鈴木二郎って誰だよ。会社員って、どこのだよ。
 車が走り出して、オレはつい、大げさな溜息をついた。
「で?大丈夫なのかお前」
 ハンドルを右に切りながら、周は言った。標識に、<うらすぎ村>の文字が見えた。
「何が大丈夫って?鈴木さん」
 わざと大きな声で聞き返した。
「───突然家出して、俺を連れて戻って、それで納得するのか?向こうは」
「あぁ…」
 言われずとも、オレはそれを考えていた。が、どう考えても───答えは同じだった。
 オレは周と行く。
 黒木は…あいつも性格がわからない奴だが、ひき止めはしないと思う。黒木とはほとんど毎日のように寝ていたが、オレが周の話をしたことなど、勿論なかったから、驚くだろうが。でも周がオレの前に現れたから、オレが黒木の所に居続ける理由はなくなっている。それでわかってもらうしか、今は思いつかなかった。
───捨てられる。裏切られる。
 それらを受け入れることがどんなものか、オレは知っている。知っているから、黒木がどれだけ頭がイカレた奴でも、傷付くだろうと思う。別れるなんて言ったら、きっとあいつはとぼけて、とぼけ倒すだろう。聞かなかったふりをするだろう。でも───最後にはオレの言うことを聞くんだ。いつもそうだ。

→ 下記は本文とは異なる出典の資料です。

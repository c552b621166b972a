use std::collections::BTreeSet;
use std::fmt;
use std::sync::Arc;

use rand::SeedableRng;
use rand::rngs::StdRng;

use mathquiz_core::Countup;
use mathquiz_core::catalog::QuestionBank;
use mathquiz_core::expr::{self, AnswerMatch};
use mathquiz_core::model::{
    ConfigurationError, Difficulty, Question, QuizRules, SessionId, Subject,
};
use mathquiz_core::scoring;

use crate::error::SessionError;

//
// ─── PHASE AND OUTCOMES ────────────────────────────────────────────────────────
//

/// Lifecycle of one quiz run: `Idle -> Active -> Finished`, then back to `Idle` via reset.
#[derive(Debug, Clone, Copy, PartialEq, Eq)]
pub enum SessionPhase {
    Idle,
    Active,
    Finished,
}

impl SessionPhase {
    #[must_use]
    pub fn as_str(self) -> &'static str {
        match self {
            SessionPhase::Idle => "idle",
            SessionPhase::Active => "active",
            SessionPhase::Finished => "finished",
        }
    }
}

impl fmt::Display for SessionPhase {
    fn fmt(&self, f: &mut fmt::Formatter<'_>) -> fmt::Result {
        f.write_str(self.as_str())
    }
}

/// Result of submitting one answer.
#[derive(Debug, Clone, Copy, PartialEq, Eq)]
pub enum AnswerOutcome {
    /// Wrong or unparseable. The same question stays current.
    Incorrect,
    /// Correct; the next question has been drawn.
    Correct { points: u32 },
    /// Correct, and the session has reached its question limit.
    Finished { points: u32 },
}

impl AnswerOutcome {
    #[must_use]
    pub fn is_correct(self) -> bool {
        !matches!(self, AnswerOutcome::Incorrect)
    }

    /// Points awarded by this submission (zero when incorrect).
    #[must_use]
    pub fn points(self) -> u32 {
        match self {
            AnswerOutcome::Incorrect => 0,
            AnswerOutcome::Correct { points } | AnswerOutcome::Finished { points } => points,
        }
    }
}

/// Snapshot of a session's totals.
#[derive(Debug, Clone, PartialEq, Eq)]
pub struct SessionSummary {
    pub session_id: SessionId,
    pub score: u32,
    pub questions_completed: u32,
    pub attempts: u32,
    pub skips: u32,
    pub difficulty: Option<Difficulty>,
    pub subjects: Vec<Subject>,
}

//
// ─── SESSION ───────────────────────────────────────────────────────────────────
//

/// The quiz state machine. The only component with mutable game state.
///
/// Elapsed time is a passive [`Countup`]: the driver calls [`QuizSession::tick`] once per
/// second and passes the reading back into [`QuizSession::submit_answer`]. No wall
/// clock is read here.
pub struct QuizSession {
    id: SessionId,
    bank: Arc<QuestionBank>,
    rules: QuizRules,
    rng: StdRng,
    phase: SessionPhase,
    subjects: BTreeSet<Subject>,
    difficulty: Option<Difficulty>,
    current: Option<Question>,
    score: u32,
    questions_completed: u32,
    attempts: u32,
    skips: u32,
    countup: Countup,
    saved: bool,
}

 御陵という偽のオレの名前を呼んで、愛してるだの何だの、うっとおしかったが、夢中になっているようでも、どこか醒めている部分が、黒木には見えることがあった。身体と気持ちを全てぶちまける相手を、強烈に欲しながらも、自分のような人間では到底無理なんだと、諦めているような───そうだ。

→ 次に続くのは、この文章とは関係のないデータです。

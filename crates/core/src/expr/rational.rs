use std::fmt;

use super::EvalError;

/// Exact fraction with a positive denominator, always in lowest terms.
#[derive(Debug, Clone, Copy, PartialEq, Eq, Hash)]
pub struct Rational {
    num: i128,
    den: i128,
}

fn gcd(a: i128, b: i128) -> i128 {
    let (mut a, mut b) = (a.unsigned_abs(), b.unsigned_abs());
    while b != 0 {
        let t = a % b;
        a = b;
        b = t;
    }
    i128::try_from(a).unwrap_or(1)
}

impl Rational {
    pub const ZERO: Rational = Rational { num: 0, den: 1 };
    pub const ONE: Rational = Rational { num: 1, den: 1 };

    /// # Errors
    ///
    /// Returns `EvalError::DivisionByZero` when `den == 0`.
    pub fn new(num: i128, den: i128) -> Result<Self, EvalError> {
        if den == 0 {
            return Err(EvalError::DivisionByZero);
        }
        let g = gcd(num, den).max(1);
        let (mut num, mut den) = (num / g, den / g);
        if den < 0 {
            num = num.checked_neg().ok_or(EvalError::Overflow)?;
            den = den.checked_neg().ok_or(EvalError::Overflow)?;
        }
        Ok(Self { num, den })
    }

    #[must_use]
    pub fn integer(value: i128) -> Self {
        Self { num: value, den: 1 }
    }

    /// Parse a decimal literal such as `12`, `0.25` or `.5` exactly.
    pub(crate) fn from_decimal(lexeme: &str) -> Option<Self> {
        let (int_part, frac_part) = lexeme.split_once('.').unwrap_or((lexeme, ""));
        let mut num: i128 = 0;
        let mut den: i128 = 1;
        for ch in int_part.chars().chain(frac_part.chars()) {
            let digit = i128::from(ch.to_digit(10)?);
            num = num.checked_mul(10)?.checked_add(digit)?;
        }
        for _ in frac_part.chars() {
            den = den.checked_mul(10)?;
        }
        Self::new(num, den).ok()
    }

    #[must_use]
    pub fn numer(&self) -> i128 {
        self.num
    }

    #[must_use]
    pub fn denom(&self) -> i128 {
        self.den
    }

    #[must_use]
    pub fn is_zero(&self) -> bool {
        self.num == 0
    }

    #[must_use]
    pub fn is_one(&self) -> bool {
        self.num == 1 && self.den == 1
    }

    #[must_use]
    pub fn as_integer(&self) -> Option<i128> {
        (self.den == 1).then_some(self.num)
    }

    pub fn checked_add(self, rhs: Self) -> Result<Self, EvalError> {
        let num = self
            .num
            .checked_mul(rhs.den)
            .and_then(|a| rhs.num.checked_mul(self.den).and_then(|b| a.checked_add(b)))
            .ok_or(EvalError::Overflow)?;
        let den = self.den.checked_mul(rhs.den).ok_or(EvalError::Overflow)?;
        Self::new(num, den)
    }

    pub fn checked_mul(self, rhs: Self) -> Result<Self, EvalError> {
        // cross-reduce first to keep intermediates small
        let g1 = gcd(self.num, rhs.den).max(1);
        let g2 = gcd(rhs.num, self.den).max(1);
        let num = (self.num / g1)
            .checked_mul(rhs.num / g2)
            .ok_or(EvalError::Overflow)?;
        let den = (self.den / g2)
            .checked_mul(rhs.den / g1)
            .ok_or(EvalError::Overflow)?;
        Self::new(num, den)
    }

    pub fn checked_div(self, rhs: Self) -> Result<Self, EvalError> {
        self.checked_mul(rhs.recip()?)
    }

    pub fn checked_neg(self) -> Result<Self, EvalError> {
        Ok(Self {
            num: self.num.checked_neg().ok_or(EvalError::Overflow)?,
            den: self.den,
        })
    }

    pub fn recip(self) -> Result<Self, EvalError> {
        Self::new(self.den, self.num)
    }

    /// Exact `q`-th root, if one exists.
    pub(crate) fn exact_root(self, q: u32) -> Option<Self> {
        if q == 0 || (self.num < 0 && q % 2 == 0) {
            return None;
        }
        let num = int_root(self.num, q)?;
        let den = int_root(self.den, q)?;
        Self::new(num, den).ok()
    }
}

fn int_root(value: i128, q: u32) -> Option<i128> {
    if value < 0 {
        return int_root(value.checked_neg()?, q).map(|r| -r);
    }
    if value < 2 || q == 1 {
        return Some(value);
    }
    // bisect on the integer floor root; a power that overflows is too big
    let (mut lo, mut hi) = (1_i128, value);
    while lo < hi {
        let mid = lo + (hi - lo + 1) / 2;
        match mid.checked_pow(q) {
            Some(p) if p <= value => lo = mid,
            _ => hi = mid - 1,
        }
    }
    (lo.checked_pow(q) == Some(value)).then_some(lo)
}

impl fmt::Display for Rational {
    fn fmt(&self, f: &mut fmt::Formatter<'_>) -> fmt::Result {
        if self.den == 1 {
            write!(f, "{}", self.num)
        } else {
            write!(f, "{}/{}", self.num, self.den)
        }
    }
}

 黒木のそういうところが、今、凄く気にかかってるんだ、オレは。
「迷ってるな」
 つい考え込んでいたオレに、周が声を掛けた。
 そんなんじゃねえ、とオレが言い返そうとすると、車が急ブレーキを踏んだ。
「!?」
 がくん、と身体が前に揺らいで、後ろに引き戻される。気がつくと車道を外れた暗がりの砂利の上だった。
「危ね!…どうし…」
 ガチャリ、とせわしない音がして、突然周がオレに覆い被さってきた。
「周?」
 オレはシートに両膝を曲げて座っていたのだが、その間を割られ、シートの背を倒されながら周の身体がオレに密着してくる。急に増してくる重みに呻きながらオレは周の顔を見上げた。
「何、盛ってんだよお前」
 咎めようとして、斜視に射すくめられる。その隙に、唇を塞がれた。
「…っ……!さっき…、…した…だろ」
 足掻くオレの脇の下に、周の手が滑り込んでくる。腕をまわされて、口付けられながら力を込められる。クセ毛のオレの髪に何度も指が梳かれ、制しようとする手にも愛撫の指が絡まってくる。顔を逸らそうとすると、顎をそっととられて深く舌を入れられた。

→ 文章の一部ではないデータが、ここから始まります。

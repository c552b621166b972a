mod events;
mod machine;
mod workflow;

// Public API of the session subsystem.
pub use crate::error::SessionError;
pub use events::{NoopObserver, QuizObserver};
pub use machine::{AnswerOutcome, QuizSession, SessionPhase, SessionSummary};
pub use workflow::QuizLoopService;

 周の思惑が理解できずに、オレはその始終を薄目で見続けた。暗い視界で、周の唇のふちと、オレのそれがぴったりと密着する感じだけがなまなましい。歯と舌が擦れ合う小さな衝撃。目を閉じた周の顔をまじまじと見つめた。こいつは昔から表情が少なくていつも淡々としているが、こういう時は意外に表情を変える。目の下がすぐ赤く上気して、泣きそうな顔になる。それを誤魔化すために、最中は目を閉じている。オレ相手に赤面するのが恥ずかしいらしい。でもそんな時の周の斜視は、見ていて妙に引き込まれるのが不思議だった。紅潮しているのに、死んだみたいに動かない黒目を見ながらイくのがオレは好きだった。本人には今まで言ったことはないが、いざバラしたらどんな反応をするだろう?
「…?」
 ふいに唇がはがされて、オレは薄目をやめて周を見た。
「何笑ってる」
「………別に。また目赤くしてんのかなって」
「…………お前の顔が、やらしいからだ」
「へっ……───あ」
 いつの間にか胸の下に手を差し込まれていた。撫でられて、きつく摘まれる。無意識に仰け反ってしまう。痛みでしかない刺激は、与えられるごとにオレの中の火を煽る。そこは、黒木にも何度も責められた場所だ。でも、受ける感覚は違う。周の、体温のせいか?それとも、匂いなのか?奴のシャツ越しの肌を思う。死に際みたいな冷たい肌。指は剃刀の刃のようだった。触れる瞬間はぞくりとして、離れると強い熱を帯びる。心臓はバクバクして───
 もう片方を指先で引っ張られるともう、駄目だった。熱が、オレの身体の外から出たくて暴れ始める。
 くそ。黒木が待ってるってのに。
「てめえ…この、悪党」
 止まりそうになる息を継ぎながら、オレは周を睨みつけた。
「迷ってるからなお前。今のうちに考えを変えないようにさ───俺のいない間、そいつにどこをどうされた?何回いかされた?……今からそれ、抜いてやろうか」
「冗談…」
 何か言い返そうとしたが、周の手がそれを阻んだ。
「ぁ……!」
───移動に、タクシーじゃなくレンタカーを選んだ周の狙いを、オレは思い知っていた。